The hors d’oeuvres I had made were neither. The closest I got were the tea sandwiches, but the sesame chicken salad sandwiches fell apart when I tried to cut off the crusts, and I ended up eating them deconstructed, with a fork. After six attempts, I had to acknowledge that Martha’s method of instruction did not work for me.
I mean, being two things at once is a lot to ask of anything, even a canape. Why was I expecting it to also soothe political divisions, to ease collective fear, to bring peace and harmony to the family dinner table? Anything good in this life requires hard work, right? Look at Martha. Look what she did, with her 20-hour workdays. She built a media empire in her own image. She rehabbed two old houses. She built a gorgeous garden. She still hobbles through it on her bad Achilles tendon, pruning every errant branch, restoring order.
Here’s an anecdote I heard from a friend who had a friend who once worked behind the scenes on one of Martha’s Christmas specials. (Yes, I know, such reliable sourcing. Bear with me, please.) They were filming the gingerbread house sequence. Martha was still fussing with the house when the director called cut and said it was time for a break. Everybody stopped, except for Martha. She continued to work on the gingerbread house until she was satisfied. There was no reason to do it. It wasn’t going to appear on camera. But it pleased her, like God making the universe.

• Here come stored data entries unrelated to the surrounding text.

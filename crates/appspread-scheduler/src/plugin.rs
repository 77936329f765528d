//! Orchestrator-facing plugin interfaces and the `AppSpread` plugin.
//!
//! Filtering and scoring are separate capabilities. `AppSpread` implements
//! both; its scoring half delegates to a swappable [`ScoreFunction`].

use crate::filter::{ApplicationSpreadFilter, NodeAccounting};
use crate::normalize::normalize_scores;
use crate::score::{default_score_function, ScoreFunction};
use crate::types::{FilterResult, ScoreResult, MAX_NODE_SCORE, MIN_NODE_SCORE};
use crate::{Result, SchedulerError};
use appspread_core::resources::{label, pod_name};
use appspread_core::{NodeInfo, Pod, APPLICATION_NAME_LABEL};
use tracing::debug;

/// Name of the plugin used in registries and configuration
pub const NAME: &str = "AppSpread";

/// A named plugin
pub trait Plugin: Send + Sync {
    /// Stable plugin identifier
    fn name(&self) -> &str;
}

/// Decides whether a node can host a pod
pub trait FilterPlugin: Plugin {
    /// Filter a node for the given pod. Infeasible nodes are a failed
    /// [`FilterResult`], not an error.
    fn filter(&self, pod: &Pod, node: &NodeInfo) -> Result<FilterResult>;
}

/// Ranks feasible nodes for a pod
pub trait ScorePlugin: Plugin {
    /// Raw score in `[0, MAX_NODE_SCORE]` for one feasible node
    fn score(&self, pod: &Pod, node: &NodeInfo) -> Result<ScoreResult>;

    /// Normalization run once over all raw scores of an attempt, if any
    fn score_extensions(&self) -> Option<&dyn ScoreExtensions> {
        None
    }
}

/// Post-processing over the complete raw score list of an attempt
pub trait ScoreExtensions: Send + Sync {
    /// Rescale `scores` in place
    fn normalize_score(&self, pod: &Pod, scores: &mut [ScoreResult]) -> Result<()>;
}

/// Configuration for the `AppSpread` plugin
#[derive(Debug, Clone)]
pub struct AppSpreadConfig {
    /// Label naming a pod's logical application
    pub application_label: String,
    /// How requests of pods already bound to a node are summed
    pub node_accounting: NodeAccounting,
}

impl Default for AppSpreadConfig {
    fn default() -> Self {
        Self {
            application_label: APPLICATION_NAME_LABEL.to_string(),
            node_accounting: NodeAccounting::default(),
        }
    }
}

/// Spreads instances of an application across nodes: admits a node only
/// with enough spare CPU and no pod of the same application, then scores
/// and min-max normalizes the survivors.
pub struct AppSpread {
    filter: ApplicationSpreadFilter,
    score_function: Box<dyn ScoreFunction>,
}

impl AppSpread {
    /// Create the plugin with the default (random) scoring function
    pub fn new(config: AppSpreadConfig) -> Self {
        Self::with_score_function(config, default_score_function())
    }

    /// Create the plugin with a specific scoring function
    pub fn with_score_function(
        config: AppSpreadConfig,
        score_function: Box<dyn ScoreFunction>,
    ) -> Self {
        Self {
            filter: ApplicationSpreadFilter {
                accounting: config.node_accounting,
                application_label: config.application_label,
            },
            score_function,
        }
    }

    /// Name of the scoring function in use
    pub fn score_function_name(&self) -> &str {
        self.score_function.name()
    }
}

impl Plugin for AppSpread {
    fn name(&self) -> &str {
        NAME
    }
}

impl FilterPlugin for AppSpread {
    fn filter(&self, pod: &Pod, node: &NodeInfo) -> Result<FilterResult> {
        debug!(
            "Filtering node {} for pod {} (application: {})",
            node.name(),
            pod_name(pod),
            label(&pod.metadata, &self.filter.application_label).unwrap_or_default()
        );
        self.filter.filter(pod, node)
    }
}

impl ScorePlugin for AppSpread {
    fn score(&self, pod: &Pod, node: &NodeInfo) -> Result<ScoreResult> {
        let score = self.score_function.score(pod, node)?;

        if !(MIN_NODE_SCORE..=MAX_NODE_SCORE).contains(&score) {
            return Err(SchedulerError::score_out_of_range(
                node.name(),
                score,
                MAX_NODE_SCORE,
            ));
        }

        Ok(ScoreResult::new(node.name(), score))
    }

    fn score_extensions(&self) -> Option<&dyn ScoreExtensions> {
        Some(self)
    }
}

impl ScoreExtensions for AppSpread {
    fn normalize_score(&self, pod: &Pod, scores: &mut [ScoreResult]) -> Result<()> {
        debug!(
            "Normalizing {} scores for pod {}",
            scores.len(),
            pod_name(pod)
        );
        normalize_scores(scores)
    }
}

#[cfg(test)]
mod tests {
    use super::*;
    use crate::filter::REASON_APPLICATION_PRESENT;
    use crate::score::LeastAllocated;
    use appspread_core::testing::{create_test_node_info, create_test_pod};

    struct FixedScore(i64);

    impl ScoreFunction for FixedScore {
        fn score(&self, _pod: &Pod, _node: &NodeInfo) -> Result<i64> {
            Ok(self.0)
        }

        fn name(&self) -> &str {
            "FixedScore"
        }
    }

    #[test]
    fn test_name() {
        let plugin = AppSpread::new(AppSpreadConfig::default());
        assert_eq!(plugin.name(), "AppSpread");
        assert_eq!(plugin.score_function_name(), "RandomScore");
    }

    #[test]
    fn test_filter_delegates() {
        let plugin = AppSpread::new(AppSpreadConfig::default());
        let node = create_test_node_info(
            "node1",
            "4",
            "8Gi",
            vec![create_test_pod("web-0", Some("web"), &[("1", "1Gi")])],
        );
        let pod = create_test_pod("web-1", Some("web"), &[("2", "1Gi")]);

        let result = plugin.filter(&pod, &node).unwrap();
        assert_eq!(result.reason.as_deref(), Some(REASON_APPLICATION_PRESENT));
    }

    #[test]
    fn test_score_uses_score_function() {
        let plugin = AppSpread::with_score_function(
            AppSpreadConfig::default(),
            Box::new(LeastAllocated::default()),
        );
        let node = create_test_node_info("node1", "4", "8Gi", vec![]);
        let pod = create_test_pod("db-0", Some("db"), &[("1", "1Gi")]);

        let result = plugin.score(&pod, &node).unwrap();
        assert_eq!(result, ScoreResult::new("node1", 75));
    }

    #[test]
    fn test_out_of_range_score_is_an_error() {
        let plugin =
            AppSpread::with_score_function(AppSpreadConfig::default(), Box::new(FixedScore(101)));
        let node = create_test_node_info("node1", "4", "8Gi", vec![]);
        let pod = create_test_pod("db-0", Some("db"), &[("1", "1Gi")]);

        let err = plugin.score(&pod, &node).unwrap_err();
        assert!(matches!(err, SchedulerError::ScoreOutOfRange { score: 101, .. }));
    }

    #[test]
    fn test_normalize_through_extensions() {
        let plugin = AppSpread::new(AppSpreadConfig::default());
        let pod = create_test_pod("db-0", Some("db"), &[("1", "1Gi")]);
        let mut scores = vec![
            ScoreResult::new("A", 10),
            ScoreResult::new("B", 90),
            ScoreResult::new("C", 50),
        ];

        let extensions = plugin.score_extensions().unwrap();
        extensions.normalize_score(&pod, &mut scores).unwrap();

        let values: Vec<i64> = scores.iter().map(|s| s.score).collect();
        assert_eq!(values, vec![0, 100, 50]);

        let mut empty: Vec<ScoreResult> = Vec::new();
        assert!(matches!(
            extensions.normalize_score(&pod, &mut empty),
            Err(SchedulerError::EmptyScoreList)
        ));
    }
}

And I think this is the thing about Martha and her hors d’oeuvres: Pleasing herself is the primary goal. It’s nice that they make her party guests happy, too — who among us doesn’t love an hors d’oeuvre or hasn’t, at a cocktail party, plotted out a spot near the kitchen to nab the best one as the catering staff brings out the trays? It’s especially nice, for her, that they have brought her a shit-ton of money.
Two nights after the election, I finally got around to Martha, the Netflix documentary. The parts about Martha’s insider trading trial were hard to watch, especially the absolute glee the world took in her very public downfall. If the Martha Stewart empire had really been about amassing power and influence, that would probably have been the end of all of it: the parties, the canapes, the gilded pine cones, Martha herself. And yet, in prison, one of the first things Martha did was find her way to the garden and teach one of her fellow inmates how to take care of it. This paved the path to her redemption as a human being, not as a warm-and-fuzzy philanthropist, but the sort of person who has zero fucks left to give. (I’m suspicious of the tidiness of this narrative, but it makes for a good movie.)
Yes, she’s still obsessive about her garden and her photoshoots and even the green cannabis-leaf cookies she makes for her good friend Snoop Dogg, and she still hates talking about her feelings, but she isn’t a CEO anymore and her whole life and identity don’t rest upon her public reputation. All these things she does, she does for herself.
It’s funny — by which I mean enraging — the tricky dance all these pre-Martha homemakers and Hors d’Oeuvres Handbook-era Martha did, pretending these things that pleased them were in service of humanity, to make it acceptable. It was a disguise for ambition, just like it was for the brilliant 19th-century women who, instead of contributing their hard-won professional expertise to the cause of women’s suffrage, had to share recipes.
So, fuck it. Make those beautiful and delicious hors d’oeuvres if you want to. Or don’t. Feeding the world isn’t going to save it. You can’t save a world that doesn’t want to be saved. Or even make it love you. But feeding yourself will keep you alive.